The family of ten depends on aid programs and the generosity of neighbors to eat at best once a day. 

When she spoke to the international children’s charity World Vision for the first time, Evelyn had not eaten for 24 hours.

But this wasn’t a long time, said the mother : “A week ago we didn’t eat anything for four days,” she said.

The situation of Evelyn and her family is not an isolated case.

Due to the economic consequences of the corona pandemic, the climatic changes and long-lasting and new conflicts, the world is facing a global hunger crisis.

Hunger Crisis : Ukraine war heats up prices

The hunger crisis is further fueled by the rising prices for food , fertilizer and fuel caused by the war in Ukraine .

Disruptions in global grain exports in Ukraine and Russia are having a severe impact on countries heavily dependent on wheat imports.

The two countries produce nearly a third (30 percent) of global wheat.

Hunger Crisis : Refugees feel the global crisis

The crisis hits the poorest of the poor.

Among them are many refugee children and families who were already in need before the pandemic.

They suffer the most.

The World Vision study “Hungry and unprotected children: The forgotten refugees” shows that 82 percent of refugees and internally displaced persons can no longer afford basic necessities such as rent, medical care and food .

The people depend on the aid organizations that provide them with the essentials.

But: International organizations such as the World Food Program of the United Nations (WFP) are also affected by rising food prices and export restrictions – with simultaneous underfunding of the programs.

The result: Not enough goods can be purchased and distributed.

Hunger Crisis : Protracted crises tend to be underfinanced

Hunger Crisis : However, the lack of financial resources varies greatly depending on the conflict.

The need for Ukraine, for example, was covered at 61.5% (US$ 1.38 billion) in a lightning call.

An additional $340.48 million was allocated to regional refugee assistance.

Compared to other crises and conflicts that are no longer - or never - in the public eye, that is an extraordinary amount: The emergency aid for Bangladesh, where 860,000 people live under precarious circumstances in the world's largest refugee camp, Cox's Bazar , is only too good 18% covered.

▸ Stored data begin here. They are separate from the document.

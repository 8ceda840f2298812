//! Test utilities and mock implementations for integration tests.
//!
//! Provides mock collaborators for testing `SyncService` and
//! `EmbeddingService` in isolation.

use std::collections::HashSet;
use std::sync::atomic::{AtomicUsize, Ordering};
use std::sync::{Arc, Mutex};
use std::time::Duration;

use foodflow_core::progress::{ProgressReporter, RunEvent};
use foodflow_core::traits::{EmbeddingBackend, ProductImporter};
use foodflow_core::{AppError, BatchEmbeddingResult, EmbeddedProduct, Product, ProductEmbeddings};
use rand::Rng;
use tokio::time::sleep;

// =============================================================================
// Product fixtures
// =============================================================================

/// A product returned by the remote search, not yet in the store.
pub fn remote_product(code: &str) -> Product {
    serde_json::from_value(serde_json::json!({
        "id": format!("remote:{code}"),
        "code": code,
        "product_name": format!("Remote {code}"),
        "categories": "Snacks, Biscuits",
        "remote": true,
    }))
    .unwrap()
}

/// A stored product without embeddings.
pub fn local_product(id: &str, code: &str) -> Product {
    serde_json::from_value(serde_json::json!({
        "id": id,
        "code": code,
        "product_name": format!("Local {code}"),
    }))
    .unwrap()
}

/// A stored product that already carries embeddings.
pub fn embedded_product(id: &str, code: &str) -> Product {
    let mut product = local_product(id, code);
    product.embeddings = Some(ProductEmbeddings {
        model: "cached-model".to_string(),
        name_desc: vec![0.25; 4],
        updated_at: Some(chrono::Utc::now()),
        ..Default::default()
    });
    product
}

/// Canonical record the store returns when importing `code`.
pub fn canonical_id(code: &str) -> String {
    format!("db-{code}")
}

// =============================================================================
// In-flight accounting
// =============================================================================

/// Tracks how many calls run at once and the highest value observed.
#[derive(Clone, Default)]
pub struct InFlight {
    current: Arc<AtomicUsize>,
    max: Arc<AtomicUsize>,
}

impl InFlight {
    fn enter(&self) {
        let now = self.current.fetch_add(1, Ordering::SeqCst) + 1;
        self.max.fetch_max(now, Ordering::SeqCst);
    }

    fn exit(&self) {
        self.current.fetch_sub(1, Ordering::SeqCst);
    }

    pub fn max(&self) -> usize {
        self.max.load(Ordering::SeqCst)
    }

    pub fn current(&self) -> usize {
        self.current.load(Ordering::SeqCst)
    }
}

/// Random latency in `[min_ms, max_ms]`, drawn before any await point.
fn jitter(latency: Option<(u64, u64)>) -> Option<Duration> {
    latency.map(|(min_ms, max_ms)| {
        let mut rng = rand::rng();
        Duration::from_millis(rng.random_range(min_ms..=max_ms))
    })
}

// =============================================================================
// MockImporter
// =============================================================================

/// Mock importer with configurable failures and latency.
#[derive(Clone, Default)]
pub struct MockImporter {
    failing_codes: Arc<HashSet<String>>,
    failure_rate: f32,
    latency: Option<(u64, u64)>,
    pub calls: Arc<Mutex<Vec<String>>>,
    pub failed: Arc<Mutex<Vec<String>>>,
    pub in_flight: InFlight,
}

impl MockImporter {
    pub fn new() -> Self {
        Self::default()
    }

    /// Imports of these codes always fail.
    pub fn failing(codes: &[&str]) -> Self {
        Self {
            failing_codes: Arc::new(codes.iter().map(|c| c.to_string()).collect()),
            ..Self::default()
        }
    }

    /// Each import fails with probability `rate`.
    pub fn with_failure_rate(mut self, rate: f32) -> Self {
        self.failure_rate = rate;
        self
    }

    /// Each import sleeps a random time in `[min_ms, max_ms]`.
    pub fn with_latency(mut self, min_ms: u64, max_ms: u64) -> Self {
        self.latency = Some((min_ms, max_ms));
        self
    }

    pub fn call_count(&self) -> usize {
        self.calls.lock().unwrap().len()
    }

    pub fn failed_codes(&self) -> Vec<String> {
        self.failed.lock().unwrap().clone()
    }
}

impl ProductImporter for MockImporter {
    async fn import_product(&self, code: &str) -> Result<Product, AppError> {
        self.calls.lock().unwrap().push(code.to_string());
        let delay = jitter(self.latency);
        let random_failure = self.failure_rate > 0.0 && rand::rng().random::<f32>() < self.failure_rate;

        self.in_flight.enter();
        if let Some(delay) = delay {
            sleep(delay).await;
        }
        self.in_flight.exit();

        if random_failure || self.failing_codes.contains(code) {
            self.failed.lock().unwrap().push(code.to_string());
            return Err(AppError::NotFound(format!("product {code}")));
        }

        let mut product = local_product(&canonical_id(code), code);
        product.product_name = format!("Imported {code}");
        Ok(product)
    }
}

// =============================================================================
// MockEmbeddingBackend
// =============================================================================

/// One recorded `generate_batch` call.
#[derive(Debug, Clone, PartialEq)]
pub struct BatchCall {
    pub ids: Vec<String>,
    pub force: bool,
}

/// Mock embedding backend recording every batch it receives.
#[derive(Clone)]
pub struct MockEmbeddingBackend {
    max_batch_size: usize,
    /// Batches containing any of these ids fail entirely.
    failing_ids: Arc<HashSet<String>>,
    /// These ids are silently left out of successful results.
    omitted_ids: Arc<HashSet<String>>,
    /// These ids are reported as already embedded instead of returned.
    stored_ids: Arc<HashSet<String>>,
    failure_rate: f32,
    latency: Option<(u64, u64)>,
    pub calls: Arc<Mutex<Vec<BatchCall>>>,
    pub in_flight: InFlight,
}

impl Default for MockEmbeddingBackend {
    fn default() -> Self {
        Self::new()
    }
}

impl MockEmbeddingBackend {
    pub fn new() -> Self {
        Self {
            max_batch_size: usize::MAX,
            failing_ids: Arc::default(),
            omitted_ids: Arc::default(),
            stored_ids: Arc::default(),
            failure_rate: 0.0,
            latency: None,
            calls: Arc::default(),
            in_flight: InFlight::default(),
        }
    }

    pub fn with_max_batch_size(mut self, size: usize) -> Self {
        self.max_batch_size = size;
        self
    }

    pub fn failing_on(mut self, ids: &[&str]) -> Self {
        self.failing_ids = Arc::new(ids.iter().map(|s| s.to_string()).collect());
        self
    }

    pub fn omitting(mut self, ids: &[&str]) -> Self {
        self.omitted_ids = Arc::new(ids.iter().map(|s| s.to_string()).collect());
        self
    }

    pub fn already_embedded(mut self, ids: &[&str]) -> Self {
        self.stored_ids = Arc::new(ids.iter().map(|s| s.to_string()).collect());
        self
    }

    pub fn with_failure_rate(mut self, rate: f32) -> Self {
        self.failure_rate = rate;
        self
    }

    pub fn with_latency(mut self, min_ms: u64, max_ms: u64) -> Self {
        self.latency = Some((min_ms, max_ms));
        self
    }

    pub fn recorded_calls(&self) -> Vec<BatchCall> {
        self.calls.lock().unwrap().clone()
    }

    /// Batch sizes sorted ascending (call order depends on scheduling).
    pub fn batch_sizes(&self) -> Vec<usize> {
        let mut sizes: Vec<usize> = self.recorded_calls().iter().map(|c| c.ids.len()).collect();
        sizes.sort_unstable();
        sizes
    }
}

impl EmbeddingBackend for MockEmbeddingBackend {
    async fn generate_batch(
        &self,
        ids: &[String],
        force: bool,
    ) -> Result<BatchEmbeddingResult, AppError> {
        self.calls.lock().unwrap().push(BatchCall {
            ids: ids.to_vec(),
            force,
        });
        let delay = jitter(self.latency);
        let random_failure = self.failure_rate > 0.0 && rand::rng().random::<f32>() < self.failure_rate;

        self.in_flight.enter();
        if let Some(delay) = delay {
            sleep(delay).await;
        }
        self.in_flight.exit();

        if random_failure || ids.iter().any(|id| self.failing_ids.contains(id)) {
            return Err(AppError::ClientError("embedding_failed".to_string()));
        }

        let already_embedded = if force {
            0
        } else {
            ids.iter().filter(|id| self.stored_ids.contains(*id)).count()
        };
        let items = ids
            .iter()
            .filter(|id| !self.omitted_ids.contains(*id))
            .filter(|id| force || !self.stored_ids.contains(*id))
            .map(|id| EmbeddedProduct {
                id: id.clone(),
                embeddings: ProductEmbeddings {
                    model: "mock-embedder".to_string(),
                    name_desc: vec![0.5; 4],
                    ingredients: vec![0.1; 4],
                    nutrition: vec![0.9; 4],
                    updated_at: Some(chrono::Utc::now()),
                },
            })
            .collect();

        Ok(BatchEmbeddingResult {
            model: "mock-embedder".to_string(),
            items,
            already_embedded,
        })
    }

    fn max_batch_size(&self) -> usize {
        self.max_batch_size
    }
}

// =============================================================================
// RecordingReporter
// =============================================================================

/// Reporter that records a compact label for every event.
#[derive(Default)]
pub struct RecordingReporter {
    pub events: Mutex<Vec<String>>,
}

impl RecordingReporter {
    pub fn labels(&self) -> Vec<String> {
        self.events.lock().unwrap().clone()
    }

    pub fn count(&self, prefix: &str) -> usize {
        self.labels().iter().filter(|l| l.starts_with(prefix)).count()
    }
}

impl ProgressReporter for RecordingReporter {
    fn report(&self, event: RunEvent<'_>) {
        let label = match event {
            RunEvent::RunStarted { kind, total } => format!("started:{kind}:{total}"),
            RunEvent::SelectionSkipped { kind, count } => format!("skipped:{kind}:{count}"),
            RunEvent::UnitCompleted { error, size, .. } => match error {
                Some(_) => format!("unit:failed:{size}"),
                None => format!("unit:ok:{size}"),
            },
            RunEvent::RunFinished {
                kind, cancelled, ..
            } => format!("finished:{kind}:{cancelled}"),
            RunEvent::RefreshRequested => "refresh".to_string(),
        };
        self.events.lock().unwrap().push(label);
    }
}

In Mali and the Democratic Republic of the Congo, where conflicts have been rife, around 10 percent of the funding needed has been approved.

The aid for Venezuelan internally displaced persons and people who have fled from Venezuela to Colombia is only 0.3 percent covered.

Hunger Crisis : According to the United Nations Office for the Coordination of Humanitarian Affairs (OCHA), on average only 18% of the required financial resources for crisis situations worldwide are approved.

This lists the financial needs of the individual trouble spots in detail.

As the largest implementing partner of the WFP, World Vision is also affected by the global financing and supply chain problems.

The children’s charity fears a sharp increase in hunger in 2022.

Because the world community is now forced to ration food from those who are starving in order to save those who are starving.

It is foreseeable that this will have long-term consequences for the children and their families.